Agenas
Sanità, la Sicilia tra le quattro regioni in Italia ancora non uscite dal Piano di rientro
A quasi vent'anni dal 2007 quando vi erano entrate; la Calabria verso l'uscita e nessuna regola condivisa per la chiusura
A quasi 20 anni dal loro ingresso nel 2007, sono ancora quattro le Regioni italiane che non sono uscite dal Piano di rientro in sanità, cui sono state sottoposte in base alla normativa che lo rende obbligatorio se si supera il 5% di disavanzo nel settore sul totale dei finanziamenti. Lo ha detto Natalia di Vivo, dirigente dell’Agenzia nazionale per i servizi sanitari regionali (Agenas) nel corso di un’audizione in Commissione Affari Sociali della Camera sull'attuazione dei livelli essenziali di assistenza e sull'erogazione delle prestazioni sanitarie nelle regioni.

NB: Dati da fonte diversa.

//! Canonical signing string construction.
//!
//! The canonical string is the exact byte sequence that is signed on the
//! outbound path and checked on the inbound path: for each header name in
//! a given order, one `"<lowercased name>: <value>"` line, joined with
//! `\n`. The output is deterministic for a given header set and order, and
//! order-sensitive by construction.

use paysign_core::HeaderSet;

/// Pseudo-header naming the request line. It is never a real transport
/// header: whichever side wants it signed inserts the synthesized value
/// (for example `"post /webhook"`) into the header set first.
pub const REQUEST_TARGET: &str = "(request-target)";

/// Build the canonical signing string for the given header order.
///
/// Names are matched case-insensitively against the header set and
/// lowercased in the output; names absent from the set are silently
/// skipped on both the signing and the verification path. Values are
/// emitted verbatim, with no trimming or escaping.
///
/// # Examples
///
/// ```
/// use paysign_auth::canonical::build_signing_string;
/// use paysign_core::HeaderSet;
///
/// let headers: HeaderSet = [("Date", "Mon, 01 Jan 2024 00:00:00 GMT")]
///     .into_iter()
///     .collect();
/// let s = build_signing_string(&headers, &["Date", "Digest"]);
/// assert_eq!(s, "date: Mon, 01 Jan 2024 00:00:00 GMT");
/// ```
#[must_use]
pub fn build_signing_string<S: AsRef<str>>(headers: &HeaderSet, ordered_names: &[S]) -> String {
    ordered_names
        .iter()
        .filter_map(|name| {
            let name = name.as_ref();
            headers
                .get(name)
                .map(|value| format!("{}: {value}", name.to_lowercase()))
        })
        .collect::<Vec<_>>()
        .join("\n")
}

/// The lowercase names from `ordered_names` that are actually present in
/// the header set, in order. This is what goes into the `headers=`
/// signature component.
#[must_use]
pub fn signed_header_names<S: AsRef<str>>(headers: &HeaderSet, ordered_names: &[S]) -> Vec<String> {
    ordered_names
        .iter()
        .map(AsRef::as_ref)
        .filter(|name| headers.contains(name))
        .map(str::to_lowercase)
        .collect()
}

#[cfg(test)]
mod tests {
    use super::*;

    fn sample_headers() -> HeaderSet {
        [
            ("Date", "Mon, 01 Jan 2024 00:00:00 GMT"),
            ("Digest", "SHA-256=abc"),
            ("X-Request-ID", "abc-123"),
        ]
        .into_iter()
        .collect()
    }

    #[test]
    fn test_should_join_lowercased_lines_in_given_order() {
        let s = build_signing_string(&sample_headers(), &["date", "digest", "x-request-id"]);
        assert_eq!(
            s,
            "date: Mon, 01 Jan 2024 00:00:00 GMT\ndigest: SHA-256=abc\nx-request-id: abc-123"
        );
    }

    #[test]
    fn test_should_be_deterministic() {
        let headers = sample_headers();
        let order = ["Digest", "Date"];
        assert_eq!(
            build_signing_string(&headers, &order),
            build_signing_string(&headers, &order)
        );
    }

    #[test]
    fn test_should_be_order_sensitive() {
        let headers = sample_headers();
        assert_ne!(
            build_signing_string(&headers, &["Date", "Digest"]),
            build_signing_string(&headers, &["Digest", "Date"])
        );
    }

    #[test]
    fn test_should_skip_absent_names_silently() {
        let s = build_signing_string(&sample_headers(), &["date", "authorization", "digest"]);
        assert_eq!(s, "date: Mon, 01 Jan 2024 00:00:00 GMT\ndigest: SHA-256=abc");
    }

    #[test]
    fn test_should_match_names_case_insensitively() {
        let s = build_signing_string(&sample_headers(), &["X-REQUEST-ID"]);
        assert_eq!(s, "x-request-id: abc-123");
    }

    #[test]
    fn test_should_preserve_value_whitespace_verbatim() {
        let headers: HeaderSet = [("X-Note", "  spaced   out  ")].into_iter().collect();
        let s = build_signing_string(&headers, &["X-Note"]);
        assert_eq!(s, "x-note:   spaced   out  ");
    }

    #[test]
    fn test_should_list_present_names_lowercased_in_order() {
        let names = signed_header_names(
            &sample_headers(),
            &["(request-target)", "Date", "Digest", "X-Request-ID"],
        );
        assert_eq!(names, vec!["date", "digest", "x-request-id"]);
    }

    #[test]
    fn test_should_include_request_target_when_inserted() {
        let mut headers = sample_headers();
        headers.insert(REQUEST_TARGET, "post /webhook");
        let s = build_signing_string(&headers, &[REQUEST_TARGET, "date"]);
        assert!(s.starts_with("(request-target): post /webhook\n"));
    }
}
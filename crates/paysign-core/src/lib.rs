//! Core types and configuration for PaySign.
//!
//! This crate provides the foundational building blocks shared across the
//! PaySign signing and verification crates: the application [`Config`]
//! carrying the key material, the ordered case-insensitive [`HeaderSet`],
//! and the API [`Environment`] tag.

mod config;
mod error;
mod types;

pub use config::Config;
pub use error::{CoreError, CoreResult};
pub use types::{Environment, HeaderSet};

«Il Lazio, che è stata la prima Regione ad entrare nei Piani di rientro - ha spiegato - non ha registrato negli anni miglioramenti, così come l’Abruzzo, il Molise e la Sicilia. La Liguria, la Campania, grazie a una sentenza del Tar, e la Sardegna invece sono uscite dalla procedura prevista».
Per la Calabria, che è in Piano di rientro dal 2009 ed è stata commissariata, ha precisato Di Vivo, «si profila un’uscita dal Piano», mentre il Piemonte vi è uscito dal 2017 attraverso la verifica da parte dei due ministeri interessati sugli adempimenti compiuti.
Per la conclusione del Piano di rientro, ha aggiunto la dirigente di Agenas, non esistono regole condivise. Di Vivo ha ricordato che nel 2009 sono stati introdotti i programmi operativi per la prosecuzione dei Piani di rientro, adottati da Lazio, Abruzzo, Molise, Sicilia (in attesa dell’approvazione definitiva) e Calabria (in attesa approvazione, per cui si profila comunque un’uscita dal Piano)».